Impulse Jokes

28 impulse jokes and hilarious impulse puns to laugh out loud. Read jokes about impulse that are clean and suitable for kids and friends.

Funniest Impulse Short Jokes

Short impulse jokes and puns are one of the best ways to have fun with word play in English. The impulse humour may include short instinct jokes also.
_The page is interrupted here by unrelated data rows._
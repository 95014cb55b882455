pub mod launch;
pub mod report;

pub use launch::Launch;
pub use report::{DownloadedReport, PdfReport};
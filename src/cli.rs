use std::path::PathBuf;

use clap::{Parser, Subcommand};

/// allure-service: HTTP adapter for Allure TestOps launches and PDF reports
#[derive(Parser)]
#[command(name = "allure-service", version, about)]
pub struct Cli {
    #[command(subcommand)]
    pub command: Option<Commands>,
}

#[derive(Subcommand)]
pub enum Commands {
    /// Start the HTTP server
    Serve {
        /// Port to bind (defaults to SERVER_PORT)
        #[arg(short, long)]
        port: Option<u16>,
    },

    /// Print the first launch created at or after a timestamp
    NextLaunch {
        /// RFC3339 timestamp, e.g. 2025-01-30T22:00:38.625+03:00
        #[arg(long)]
        after: String,
    },

    /// Generate and fetch PDF reports
    Report {
        #[command(subcommand)]
        command: ReportCommands,
    },
}

#[derive(Subcommand)]
pub enum ReportCommands {
    /// Request PDF generation for a launch
    Generate {
        #[arg(long)]
        launch_id: i64,
        #[arg(long)]
        name: String,
    },
    /// Print the download link for a report
    Link {
        #[arg(long)]
        id: String,
    },
    /// Download a generated report
    Download {
        #[arg(long)]
        id: String,
        /// Output path (defaults to allure-report-<id>.pdf in the current directory)
        #[arg(short, long)]
        output: Option<PathBuf>,
    },
}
  1. Ancient Romans believed the 54th birthday was the time to indulge in all your crazy impulses. You only LIV once.
  2. What is faster Hot or cold? Hot because you can catch a cold
    (my teacher made this joke, and he isn't on reddit so I felt the impulse to share it)
  3. Why did the starship captain buy a sub-lightspeed propulsion system that he didn't need? It was an impulse purchase.
    For anyone who isn't aware, this is a star trek fathers day joke.
  4. My wife was upset at my impulse purchase of an expensive revolving chair, but then she sat on it. Eventually she came around.
  5. My wife was furious at my impulse purchase of a revolving chair. But then she sat on it. Eventually she came around.
  6. I am impulsive and erratic, and constantly making 360° turns. I just don't get why I keep going in the same boring direction.
  7. My last hookup was like Amazon Prime. I was drunk, they were an impulse, and they came before I could change my mind.
  8. Why do babies love sticking things in their mouth? And why doesn't my girlfriend share this impulse?
  9. Dear my bank account. I'm sorry my impulsiveness is letting you down during this Black Friday.
  10. I asked my impulsive friend why he jumped into the ocean on our deep sea fishing trip... ...he said, "... for the halibut!"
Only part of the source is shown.